HSTA members reported spending an average $953 out of pocket a year on supplies in recent survey

Gov. Josh Green Monday proposed a nonrefundable state tax credit of up to $500 per year for school supplies purchased by K–12 teachers, one of many proposals unveiled in his State of the State Address.

Speaking in the state House chambers, Green told lawmakers, “We’ve announced a new Educator Tax Credit so that our teachers can receive a $500 credit to support our students.”

In supplemental documentation to the Legislature, Green said the new teacher tax credit “would reduce the burden that teachers assume for providing essential classroom materials and conditions.”

The governor “acknowledges this burden of costs that teachers themselves incur to develop curricula, resources, and other items their students need to succeed,” the documentation said.

A Hawai‘i State Teachers Association survey answered by more than 530 educators across the islands this month found the survey respondents reported spending an average of $953 of their own money a year on various classroom supplies.

Educators who answered the survey said they spent anywhere from $75 to $4,000 annually out of their own funds on various classroom supplies, conferences and many other expenses.

An Oʻahu high school teacher reported spending hundreds in personal money every year on basics, because “sometimes parents are unable to provide classroom supplies, so pencils, paper, composition books, etc.”

An educator at a Hilo-area intermediate school listed annual personal spending of $1,000 on “typical classroom supplies: tablets, folders, binders, binder paper, construction paper, pencils, pens, tissue paper, paper towel, manila folders, sheet protectors. I also purchase snacks on a monthly basis and use it as a reward for my students. Chips, cookies, granola.”

An Oʻahu teacher reported spending between $1,000 to $1,500 a year on “subscriptions to educational apps and sites, art supplies, books for class library, school supplies for kids who cannot afford or parents don’t buy, cleaning supplies, science experiment supplies, field trip fees for children who cannot afford it, lei for speakers/visitors, parking fees for workshops, professional development, recess equipment, and snacks for hungry children who miss ‘free’ breakfast on campus because they are tardy, etc.”

A teacher on Maui reported spending $2,000 to $3,000 out of her own pocket each year on “books for classroom library, prizes for classroom store, decorations for classroom, student Christmas gifts, student end-of-the-year gifts, art supplies, classroom treats, teacher supplies, classroom supplies.”

A Kauaʻi teacher reported spending $3,000 a year on lab supplies, project supplies for class and science fairs, snacks for students, professional development and conferences, classroom/school supplies, and furniture.

Earlier this month, Green told HSTA, “I appreciate everything our teachers do for our keiki and realize that the current federal $300 teacher tax deduction doesn’t nearly cover what our teachers spend out of their own pockets for their classes.”

Green said creating a nonrefundable state tax credit for teachers worth $500 would “account for a portion of those out-of-pocket expenses.”

HSTA President Osa Tui, Jr. expressed gratitude for the governor’s proposal.

“Gov.

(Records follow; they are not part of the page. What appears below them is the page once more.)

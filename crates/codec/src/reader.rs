//! Read path: custom fields to [`FosteringCase`].

use fostering_protocol::{
    AboutYourself, Applicant, CaseSubject, ChildrenLivingAway, CouncillorDetails,
    EmploymentDetails, FosteringCase, FosteringHistory, GpDetails, HealthDetails, Household,
    InterestInFostering, Languages, PartnershipDetails, References, Section, SectionStatuses,
    Workflow,
};

use crate::address::decode_valid_address;
use crate::address_history::decode_address_history;
use crate::bag::FieldBag;
use crate::error::Result;
use crate::names::{
    case_fields, family_reference, first_personal_reference, history_layout, household_layout,
    second_personal_reference, AboutYourselfFields, ChildrenFields, CouncillorFields,
    EmploymentFields, FosteringHistoryFields, GpFields, HealthFields, IdentityFields,
};
use crate::reference::decode_reference;
use crate::scalar::{decode_bool, decode_date, decode_fostering_types, decode_hours_of_work};
use crate::slotted::decode_slotted;
use crate::status::read_status;

/// Build the case view from a case's custom fields.
///
/// Fails only on stored enum values the codec does not recognise.
pub fn read_case(
    case_reference: &str,
    subject: CaseSubject,
    bag: &FieldBag,
) -> Result<FosteringCase> {
    let second_applicant = if includes_second_applicant(bag) {
        Some(read_applicant(bag, 2)?)
    } else {
        None
    };

    Ok(FosteringCase {
        case_reference: case_reference.to_string(),
        subject,
        with_partner: decode_bool(
            bag.get(case_fields::WITH_PARTNER),
            case_fields::WITH_PARTNER_ENCODING,
        ),
        first_applicant: read_applicant(bag, 1)?,
        second_applicant,
        languages: read_languages(bag),
        partnership: read_partnership(bag),
        household: read_household(bag)?,
        interest_in_fostering: read_interest_in_fostering(bag)?,
        references: read_references(bag),
        statuses: read_statuses(bag)?,
    })
}

/// A second applicant exists iff the case is "with partner" and applicant 2
/// has a first name. Other applicant 2 fields are not consulted.
pub fn includes_second_applicant(bag: &FieldBag) -> bool {
    let with_partner = bag
        .get(case_fields::WITH_PARTNER)
        .is_some_and(|value| value.trim().eq_ignore_ascii_case("yes"));
    with_partner && bag.has_value(&IdentityFields::for_applicant(2).first_name)
}

fn read_applicant(bag: &FieldBag, applicant: u8) -> Result<Applicant> {
    let identity = IdentityFields::for_applicant(applicant);

    Ok(Applicant {
        first_name: bag.owned(&identity.first_name),
        last_name: bag.owned(&identity.last_name),
        about: read_about_yourself(bag, applicant),
        employment: read_employment(bag, applicant)?,
        fostering_history: read_fostering_history(bag, applicant),
        health: read_health(bag, applicant),
        children_living_away: read_children(bag, applicant)?,
        gp: read_gp(bag, applicant),
        councillor: read_councillor(bag, applicant),
        previous_addresses: decode_address_history(bag, &history_layout(applicant)),
    })
}

fn read_about_yourself(bag: &FieldBag, applicant: u8) -> AboutYourself {
    let names = AboutYourselfFields::for_applicant(applicant);
    AboutYourself {
        ever_been_known_by_another_name: decode_bool(
            bag.get(&names.has_another_name),
            AboutYourselfFields::HAS_ANOTHER_NAME_ENCODING,
        ),
        another_name: bag.owned(&names.another_name),
        ethnicity: bag.owned(&names.ethnicity),
        gender: bag.owned(&names.gender),
        nationality: bag.owned(&names.nationality),
        religion: bag.owned(&names.religion),
        sexual_orientation: bag.owned(&names.sexual_orientation),
        place_of_birth: bag.owned(&names.place_of_birth),
    }
}

fn read_employment(bag: &FieldBag, applicant: u8) -> Result<EmploymentDetails> {
    let names = EmploymentFields::for_applicant(applicant);
    Ok(EmploymentDetails {
        are_you_employed: decode_bool(
            bag.get(&names.are_you_employed),
            EmploymentFields::EMPLOYED_ENCODING,
        ),
        job_title: bag.owned(&names.job_title),
        current_employer: bag.owned(&names.current_employer),
        current_hours_of_work: decode_hours_of_work(
            &names.hours_of_work,
            bag.get(&names.hours_of_work),
        )?,
    })
}

fn read_fostering_history(bag: &FieldBag, applicant: u8) -> FosteringHistory {
    let names = FosteringHistoryFields::for_applicant(applicant);
    FosteringHistory {
        previously_applied: decode_bool(
            bag.get(&names.previously_applied),
            FosteringHistoryFields::PREVIOUSLY_APPLIED_ENCODING,
        ),
        previous_fostering_details: bag.owned(&names.previous_fostering_details),
    }
}

fn read_health(bag: &FieldBag, applicant: u8) -> HealthDetails {
    let names = HealthFields::for_applicant(applicant);
    HealthDetails {
        registered_disabled: decode_bool(bag.get(&names.registered_disabled), HealthFields::ENCODING),
        medical_conditions: decode_bool(bag.get(&names.medical_conditions), HealthFields::ENCODING),
        health_details: bag.owned(&names.health_details),
    }
}

fn read_children(bag: &FieldBag, applicant: u8) -> Result<ChildrenLivingAway> {
    let names = ChildrenFields::for_applicant(applicant);
    Ok(ChildrenLivingAway {
        any_children_under_sixteen: decode_bool(
            bag.get(&names.any_under_sixteen),
            ChildrenFields::ENCODING,
        ),
        children_under_sixteen: decode_slotted(bag, &names.under_sixteen)?,
        any_children_over_sixteen: decode_bool(
            bag.get(&names.any_over_sixteen),
            ChildrenFields::ENCODING,
        ),
        children_over_sixteen: decode_slotted(bag, &names.over_sixteen)?,
    })
}

fn read_gp(bag: &FieldBag, applicant: u8) -> GpDetails {
    let names = GpFields::for_applicant(applicant);
    GpDetails {
        name_of_gp: bag.owned(&names.name_of_gp),
        name_of_practice: bag.owned(&names.name_of_practice),
        phone_number: bag.owned(&names.phone_number),
        address: decode_valid_address(bag, &names.address),
    }
}

fn read_councillor(bag: &FieldBag, applicant: u8) -> CouncillorDetails {
    let names = CouncillorFields::for_applicant(applicant);
    CouncillorDetails {
        contact_with_councillor: decode_bool(
            bag.get(&names.contact_with_councillor),
            CouncillorFields::CONTACT_ENCODING,
        ),
        councillor_name: bag.owned(&names.councillor_name),
        relationship: bag.owned(&names.relationship),
    }
}

fn read_languages(bag: &FieldBag) -> Languages {
    Languages {
        primary_language: bag.owned(case_fields::PRIMARY_LANGUAGE),
        other_languages: bag.owned(case_fields::OTHER_LANGUAGES),
    }
}

fn read_partnership(bag: &FieldBag) -> PartnershipDetails {
    PartnershipDetails {
        married_or_in_civil_partnership: decode_bool(
            bag.get(case_fields::MARRIED_OR_IN_CIVIL_PARTNERSHIP),
            case_fields::MARRIED_ENCODING,
        ),
        date_of_marriage: decode_date(bag.get(case_fields::DATE_OF_MARRIAGE)),
        date_moved_in_together: decode_date(bag.get(case_fields::DATE_MOVED_IN_TOGETHER)),
    }
}

fn read_household(bag: &FieldBag) -> Result<Household> {
    Ok(Household {
        any_other_people_in_household: decode_bool(
            bag.get(case_fields::ANY_OTHER_PEOPLE_IN_HOUSEHOLD),
            case_fields::HOUSEHOLD_ENCODING,
        ),
        other_people: decode_slotted(bag, &household_layout())?,
        do_you_have_any_pets: decode_bool(
            bag.get(case_fields::DO_YOU_HAVE_ANY_PETS),
            case_fields::HOUSEHOLD_ENCODING,
        ),
        pets_details: bag.owned(case_fields::PETS_DETAILS),
    })
}

fn read_interest_in_fostering(bag: &FieldBag) -> Result<InterestInFostering> {
    Ok(InterestInFostering {
        types_of_fostering: decode_fostering_types(
            case_fields::TYPES_OF_FOSTERING,
            bag.get(case_fields::TYPES_OF_FOSTERING),
        )?,
        reason_for_fostering: bag.owned(case_fields::REASONS_FOR_FOSTERING),
    })
}

fn read_references(bag: &FieldBag) -> References {
    References {
        family_reference: decode_reference(bag, &family_reference()),
        first_personal_reference: decode_reference(bag, &first_personal_reference()),
        second_personal_reference: decode_reference(bag, &second_personal_reference()),
    }
}

/// Every status field the workflows define, absent ones as `None`.
fn read_statuses(bag: &FieldBag) -> Result<SectionStatuses> {
    let mut statuses = SectionStatuses::default();
    for workflow in [Workflow::HomeVisit, Workflow::Application] {
        for section in Section::ALL.into_iter().filter(|s| s.belongs_to(workflow)) {
            statuses.set(workflow, section, read_status(bag, section, workflow)?);
        }
    }
    Ok(statuses)
}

Green has been a strong supporter of Hawaiʻi’s public school educators during his tenures as representative, senator, and as lieutenant governor. We look forward to his continued strong support as he begins his governorship and appreciate his recognition of how our educators go above and beyond to enhance the educational experiences for Hawaiʻi’s keiki,” Tui said.

In 2004, a $250 federal teacher tax deduction was created by Congress and the president as part of a tax reform package. Now called the Educator Expense Deduction, it was later increased to $300 a year.

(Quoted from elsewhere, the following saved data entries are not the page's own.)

use std::path::Path;

use fostering_completion::{CompletionRules, DEFAULT_ADDRESS_HISTORY_YEARS};
use fostering_protocol::Workflow;
use serde::{Deserialize, Serialize};

use crate::{GatewayError, Result};

pub const DEFAULT_HOME_VISIT_FORM: &str = "fostering_home_visit";
pub const DEFAULT_APPLICATION_FORM: &str = "fostering_application";

/// Gateway settings, read from TOML. Missing keys take their defaults.
///
/// ```toml
/// home_visit_form = "fostering_home_visit"
/// application_form = "fostering_application"
/// address_history_years = 10
/// ```
#[derive(Debug, Clone, PartialEq, Eq, Serialize, Deserialize)]
#[serde(default)]
pub struct GatewayConfig {
    /// Integration form written by the home-visit workflow
    pub home_visit_form: String,

    /// Integration form written by the application workflow
    pub application_form: String,

    /// Years of address history an applicant must account for
    pub address_history_years: u32,
}

impl Default for GatewayConfig {
    fn default() -> Self {
        Self {
            home_visit_form: DEFAULT_HOME_VISIT_FORM.to_string(),
            application_form: DEFAULT_APPLICATION_FORM.to_string(),
            address_history_years: DEFAULT_ADDRESS_HISTORY_YEARS,
        }
    }
}

impl GatewayConfig {
    pub fn load(path: &Path) -> Result<Self> {
        let raw = std::fs::read_to_string(path)?;
        let config = Self::from_toml(&raw)
            .map_err(|err| GatewayError::Config(format!("{}: {err}", path.display())))?;
        log::debug!("Loaded gateway config from {}", path.display());
        Ok(config)
    }

    pub fn from_toml(raw: &str) -> Result<Self> {
        let config: Self =
            toml::from_str(raw).map_err(|err| GatewayError::Config(err.to_string()))?;
        config.validate()?;
        Ok(config)
    }

    pub fn validate(&self) -> Result<()> {
        if self.home_visit_form.trim().is_empty() {
            return Err(GatewayError::Config(
                "home_visit_form must not be empty".to_string(),
            ));
        }
        if self.application_form.trim().is_empty() {
            return Err(GatewayError::Config(
                "application_form must not be empty".to_string(),
            ));
        }
        self.completion_rules()
            .validate()
            .map_err(|err| GatewayError::Config(err.to_string()))
    }

    /// Integration form the given workflow writes through.
    pub fn form_for(&self, workflow: Workflow) -> &str {
        match workflow {
            Workflow::HomeVisit => &self.home_visit_form,
            Workflow::Application => &self.application_form,
        }
    }

    pub fn completion_rules(&self) -> CompletionRules {
        CompletionRules {
            address_history_years: self.address_history_years,
        }
    }
}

Green’s cost of living bill offers other tax relief measures

The governor Monday also announced a large tax relief proposal called the Green Affordability Plan that would cut taxes if adopted in full by the Legislature and provide more than $300 million in tax relief annually for the people who need it most.

“This will help us get money into the pockets of working families so that they can purchase essential goods and services like food, medicine, and housing, which will in turn stimulate our economy,” Green said.

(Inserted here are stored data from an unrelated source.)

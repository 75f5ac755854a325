//! Single-value codecs: booleans, dates, month/year pairs and enums.

use chrono::{DateTime, Datelike, Month, NaiveDate, NaiveDateTime};
use fostering_protocol::{FosteringType, HoursOfWork};

use crate::error::{CodecError, Result};

/// Wire format for dates written to the store.
pub const DATE_FORMAT: &str = "%d/%m/%Y";

const DATE_READ_FORMATS: [&str; 4] = ["%d/%m/%Y", "%Y-%m-%d", "%d-%m-%Y", "%d.%m.%Y"];
const DATE_TIME_READ_FORMATS: [&str; 4] = [
    "%d/%m/%Y %H:%M:%S",
    "%d/%m/%Y %H:%M",
    "%Y-%m-%dT%H:%M:%S%.f",
    "%Y-%m-%d %H:%M:%S",
];

/// Boolean literal pair a given field uses. Fields disagree; never unify.
#[derive(Debug, Clone, Copy, PartialEq, Eq)]
pub enum BoolEncoding {
    /// `"Yes"` / `"No"`
    YesNo,
    /// `"true"` / `"false"`
    TrueFalse,
}

impl BoolEncoding {
    fn literals(self) -> (&'static str, &'static str) {
        match self {
            BoolEncoding::YesNo => ("Yes", "No"),
            BoolEncoding::TrueFalse => ("true", "false"),
        }
    }
}

/// Unanswered encodes as the empty string.
pub fn encode_bool(value: Option<bool>, encoding: BoolEncoding) -> String {
    let (yes, no) = encoding.literals();
    match value {
        Some(true) => yes.to_string(),
        Some(false) => no.to_string(),
        None => String::new(),
    }
}

/// Case-insensitive match against the field's own literals. Anything else,
/// including the other encoding's literals, reads as unanswered.
pub fn decode_bool(raw: Option<&str>, encoding: BoolEncoding) -> Option<bool> {
    let raw = raw?.trim();
    let (yes, no) = encoding.literals();
    if raw.eq_ignore_ascii_case(yes) {
        Some(true)
    } else if raw.eq_ignore_ascii_case(no) {
        Some(false)
    } else {
        None
    }
}

pub fn encode_date(value: Option<NaiveDate>) -> String {
    value
        .map(|date| date.format(DATE_FORMAT).to_string())
        .unwrap_or_default()
}

/// Permissive date parsing: store format, ISO dates, and date-times whose
/// time part is dropped.
pub fn parse_date(raw: &str) -> Option<NaiveDate> {
    let raw = raw.trim();
    if raw.is_empty() {
        return None;
    }

    DATE_READ_FORMATS
        .iter()
        .find_map(|format| NaiveDate::parse_from_str(raw, format).ok())
        .or_else(|| {
            DATE_TIME_READ_FORMATS
                .iter()
                .find_map(|format| NaiveDateTime::parse_from_str(raw, format).ok())
                .map(|stamp| stamp.date())
        })
        .or_else(|| {
            DateTime::parse_from_rfc3339(raw)
                .ok()
                .map(|stamp| stamp.date_naive())
        })
}

pub fn decode_date(raw: Option<&str>) -> Option<NaiveDate> {
    let raw = raw?;
    let parsed = parse_date(raw);
    if parsed.is_none() && !raw.trim().is_empty() {
        log::debug!("Ignoring unparsable date {raw:?}");
    }
    parsed
}

/// Month and year strings for a month-precision date.
pub fn encode_month_year(value: Option<NaiveDate>) -> (String, String) {
    match value {
        Some(date) => (date.month().to_string(), date.year().to_string()),
        None => (String::new(), String::new()),
    }
}

/// First day of the given month. Months may be numbers or English names.
pub fn decode_month_year(month: &str, year: &str) -> Option<NaiveDate> {
    let month = month.trim();
    let month = month
        .parse::<u32>()
        .ok()
        .or_else(|| month.parse::<Month>().ok().map(|m| m.number_from_month()))?;
    let year = year.trim().parse::<i32>().ok()?;
    NaiveDate::from_ymd_opt(year, month, 1)
}

/// Empty means unanswered; an unknown name is a hard failure.
pub fn decode_hours_of_work(field: &str, raw: Option<&str>) -> Result<Option<HoursOfWork>> {
    match raw.map(str::trim).filter(|value| !value.is_empty()) {
        None => Ok(None),
        Some(value) => HoursOfWork::from_name(value)
            .map(Some)
            .ok_or_else(|| CodecError::unknown_enum(field, value)),
    }
}

pub fn encode_hours_of_work(value: Option<HoursOfWork>) -> String {
    value.map(HoursOfWork::as_str).unwrap_or_default().to_string()
}

/// Comma-joined list of fostering type names.
pub fn decode_fostering_types(field: &str, raw: Option<&str>) -> Result<Vec<FosteringType>> {
    raw.unwrap_or_default()
        .split(',')
        .map(str::trim)
        .filter(|name| !name.is_empty())
        .map(|name| {
            FosteringType::from_name(name).ok_or_else(|| CodecError::unknown_enum(field, name))
        })
        .collect()
}

pub fn encode_fostering_types(types: &[FosteringType]) -> String {
    types
        .iter()
        .map(|kind| kind.as_str())
        .collect::<Vec<_>>()
        .join(",")
}

#[cfg(test)]
mod tests {
    use super::*;
    use pretty_assertions::assert_eq;

    fn date(y: i32, m: u32, d: u32) -> NaiveDate {
        NaiveDate::from_ymd_opt(y, m, d).expect("valid date")
    }

    #[test]
    fn booleans_keep_their_field_literals() {
        assert_eq!(encode_bool(Some(true), BoolEncoding::YesNo), "Yes");
        assert_eq!(encode_bool(Some(false), BoolEncoding::TrueFalse), "false");
        assert_eq!(encode_bool(None, BoolEncoding::YesNo), "");

        assert_eq!(decode_bool(Some("YES"), BoolEncoding::YesNo), Some(true));
        assert_eq!(decode_bool(Some("False"), BoolEncoding::TrueFalse), Some(false));
        assert_eq!(decode_bool(Some("true"), BoolEncoding::YesNo), None);
        assert_eq!(decode_bool(Some(""), BoolEncoding::YesNo), None);
        assert_eq!(decode_bool(None, BoolEncoding::TrueFalse), None);
    }

    #[test]
    fn dates_write_day_month_year() {
        assert_eq!(encode_date(Some(date(2020, 1, 5))), "05/01/2020");
        assert_eq!(encode_date(None), "");
    }

    #[test]
    fn dates_parse_permissively() {
        let expected = Some(date(2019, 3, 7));
        assert_eq!(parse_date("07/03/2019"), expected);
        assert_eq!(parse_date("7/3/2019"), expected);
        assert_eq!(parse_date("2019-03-07"), expected);
        assert_eq!(parse_date("07/03/2019 00:00:00"), expected);
        assert_eq!(parse_date("2019-03-07T10:15:00"), expected);
        assert_eq!(parse_date("2019-03-07T10:15:00+01:00"), expected);
        assert_eq!(parse_date("not a date"), None);
        assert_eq!(parse_date("  "), None);
        assert_eq!(decode_date(Some("31/02/2019")), None);
    }

    #[test]
    fn month_year_pairs() {
        assert_eq!(
            encode_month_year(Some(date(2011, 9, 1))),
            ("9".to_string(), "2011".to_string())
        );
        assert_eq!(decode_month_year("9", "2011"), Some(date(2011, 9, 1)));
        assert_eq!(decode_month_year("September", "2011"), Some(date(2011, 9, 1)));
        assert_eq!(decode_month_year("13", "2011"), None);
        assert_eq!(decode_month_year("", "2011"), None);
    }

    #[test]
    fn unknown_enum_names_fail() {
        assert_eq!(
            decode_hours_of_work("hoursofwork", Some("PartTime")).expect("hours"),
            Some(HoursOfWork::PartTime)
        );
        assert_eq!(decode_hours_of_work("hoursofwork", Some(" ")).expect("hours"), None);
        assert!(matches!(
            decode_hours_of_work("hoursofwork", Some("Weekends")),
            Err(CodecError::UnknownEnumValue { .. })
        ));

        assert_eq!(
            decode_fostering_types("typesoffostering", Some("ShortBreaks, LongTerm"))
                .expect("types"),
            vec![FosteringType::ShortBreaks, FosteringType::LongTerm]
        );
        assert!(decode_fostering_types("typesoffostering", Some("ShortBreaks,Adoption")).is_err());
        assert_eq!(
            encode_fostering_types(&[FosteringType::Emergency, FosteringType::ShortTerm]),
            "Emergency,ShortTerm"
        );
    }
}
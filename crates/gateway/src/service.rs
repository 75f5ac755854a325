use chrono::NaiveDate;
use fostering_codec::{encode_update, read_case, FieldBag};
use fostering_completion::CompletionRules;
use fostering_protocol::{CaseScoped, FosteringCase, SectionStatus, SectionUpdate, Workflow};

use crate::store::{GET_FIELDS, SET_FIELDS};
use crate::{FieldStore, GatewayConfig, GatewayError, Result};

/// Reads fostering cases from a field store and writes section updates back.
pub struct CaseService<S> {
    store: S,
    config: GatewayConfig,
    rules: CompletionRules,
}

impl<S: FieldStore> CaseService<S> {
    pub fn new(store: S, config: GatewayConfig) -> Self {
        let rules = config.completion_rules();
        Self {
            store,
            config,
            rules,
        }
    }

    pub fn store(&self) -> &S {
        &self.store
    }

    pub async fn get_case(&self, case_reference: &str) -> Result<FosteringCase> {
        let record = self
            .store
            .get_fields(case_reference)
            .await
            .map_err(|err| fail(err, GET_FIELDS, case_reference))?;
        log::info!(
            "Read {} fields for case {}",
            record.fields.len(),
            case_reference
        );

        let bag = FieldBag::new(record.fields);
        Ok(read_case(case_reference, record.subject, &bag)?)
    }

    /// Applies `update` using today's local date for date-relative rules.
    pub async fn update_section(
        &self,
        workflow: Workflow,
        update: &SectionUpdate,
    ) -> Result<SectionStatus> {
        let today = chrono::Local::now().date_naive();
        self.update_section_on(workflow, update, today).await
    }

    /// Computes the section status, encodes the section plus its status field
    /// and flushes them with a single `SetFields` call on the workflow's form.
    pub async fn update_section_on(
        &self,
        workflow: Workflow,
        update: &SectionUpdate,
        today: NaiveDate,
    ) -> Result<SectionStatus> {
        let case_reference = update.case_reference();
        let status = self.rules.evaluate(update, workflow, today)?;
        let fields = encode_update(update, workflow, status)?.build();
        let form = self.config.form_for(workflow);

        log::info!(
            "Writing {} fields for case {} section {} via {}",
            fields.len(),
            case_reference,
            update.section(),
            form
        );
        self.store
            .set_fields(case_reference, form, fields)
            .await
            .map_err(|err| fail(err, SET_FIELDS, case_reference))?;

        Ok(status)
    }
}

fn fail(err: GatewayError, operation: &'static str, case_reference: &str) -> GatewayError {
    log::warn!("{operation} failed for case {case_reference}: {err}");
    err.in_operation(operation, case_reference)
}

This plan provides universal tax relief by:

  • Shifting tax brackets to ensure that working families aren’t burdened by inflation.
  • More than doubling the standard deduction from $2,200 to $5,000.
  • Doubling the personal exemption from $1,144 to $2,288.

“Under this plan, every income bracket in Hawai‘i will be paying less state income tax. This directly lowers Hawai‘i’s cost of living for every resident by keeping more money in the pockets of every taxpayer,” Green said.

“Under this proposal, a family of four in every income bracket can anticipate nearly $2,000 in savings due to reduced taxes, and lower income families will see even more savings,” he added.

Green also proposed expanding the state’s Child and Dependent Care Tax Credit.

Under Green’s proposal, working families paying for daycare, babysitters, summer camps, after school care, and adult daycare will be eligible for up to $10,000 of support from the state.

“This will provide a huge relief for working families and help reduce the choice that many face — whether to start a family or to invest in a career,” Green said.